The sound of silence: Why no one is calling 911 when shootings happen

Shootings continue in Jacksonville

JACKSONVILLE, Fla. – The latest deadly shooting in Jacksonville left three men wounded and one man dead. It creates the 43rd homicide in Jacksonville in 2017 alone.

The community in Northwest Jacksonville says the quadruple shooting is nothing new. Neither is the fact that there are no suspects yet and there few details as to what happened and why shots were fired in the first place.

Part of the problem, neighbors admit to First Coast News, is that no one is calling 911 when those gunshots ring out.



As violence disturbs the Moncrief area, a section of Jacksonville with the highest crime rate, local resident Russell Walker says all you will hear from surrounded homes is the sound of silence because no one wants to put themselves in danger.

“I live out here on Moncrief and the reason people don’t call police most of the time is because, from my experience with the police, when you do call the police you are treated like a bad guy yourself,” Walker said.

Walker works full time and often doesn’t get home to his wife and children until around 2 a.m.  He describes living in Moncrief as survival of the fittest. He says hardship and violence go hand in hand.

“There’s no money over here, there’s no jobs over here, there’s a lot of people hungry and suffering,” Walker said. “A man is very angry when his children have no food on their table or lights over their head.”

While the sound of gunshots have become a part of life so has trying to ignore them.

“When you start getting into other people’s business, people will start doing stuff to you, and I have a wife and children and I don’t want problems like that. That is my business,” said Walker, pointing toward his family inside his fenced-in home. “Everything in this square is my business. Everything outside of this square is not my business.”

Fortified by a fence, Walker is very protective of his family inside, especially after bringing home a new addition Wednesday morning.

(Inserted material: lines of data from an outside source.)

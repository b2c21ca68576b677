//! Locale-aware view rendering for axum services.
//!
//! Negotiates a locale per request from `Accept-Language`, translates messages
//! with plural support and renders templates with localized-view, suffix and
//! fingerprinted-asset resolution.

pub mod app;
pub mod config;
pub mod error;
pub mod i18n;
pub mod render;
pub mod store;

pub use error::{Error, Result};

“Our newborn daughter and you know we brought her home today," he said. "I got the next few days off. I’m going to sit in there and spend time with my daughter, let her get to know me, how much I love her and do whatever I can for her.

Walker says he is concerned for his daughter living in Moncrief, but he says those are his circumstances in life right now. It’s ultimately that love for his family that keeps him quiet, and he says the same goes for most people in his community.



“You don’t want to bring anything to your house, no problems to your house," he said. "Just like last night, I heard gun shots and I said ‘sounded like somebody got killed’, I checked on my kids, got my baby from the hospital and went to sleep because, you know, just being honest, that’s what I did.”

But it’s not just the fear of retaliation that prevents that call for help. Walker says it’s also the fear of what the answer to a call for help could bring.

He says their broken relationship with police is almost worse than retaliation from his neighbors involved in crime. Walker says his encounters with police never go smoothly, even when he is trying to help.

“I ask the officer a question and his first response is ‘what do you want!’ Why are you placing your hand on your gun and raising your voice at me? Right then you show me you already have a problem with me or you don’t like me, I don’t know, but that shuts me down with you," Walker said.

Walker says he wishes their relationship with JSO and FHP was better so they could work together to stop the violence.

With the latest string of shootings, First Coast News pulled the data from all homicide cases so far in 2017. Just this year, there have been 43 homicides in Jacksonville, the majority of which have happened in Moncrief.
Out of those 43 homicide cases, 29 are still ongoing investigations and 12 have resulted in arrests with charges. There have been 11 female victims and 32 male victims. The majority of victims were in their 20s. According to police reports, the majority of homicides took place on Mondays and Thursdays between 1 p.m. and 4 p.m. and 1 a.m. and 3 a.m. At least 11 cases were caused by domestic violence and the majority of victims were killed at or near their own home.

First Coast News brought the concerns raised by Walker and his community to JSO for comment. We requested an interview with Sheriff Williams to discuss these concerns. He wasn't available, but his office sent us the following statement.

"I wouldn’t disagree that in every part of the city there are people who are tenuous about having a relationship with the police. But, I’d also like to remind you that in every neighborhood in the city there are citizens who are engaged with us and connecting through Sheriff’s Watch and are going to meetings; or are a part of a neighborhood watch;  or participate in walks with Lt’s and ACs; or are online with us via Nextdoor or any of our social media platforms; or they simply are willing to have a conversation with an officer and talk about what is going on in their neighborhood.

Our officers value those conversations, and we will never stop trying to connect with everyone who wants to be a part of the effort to prevent and solve crime and help JSO protect and serve in partnership with the community."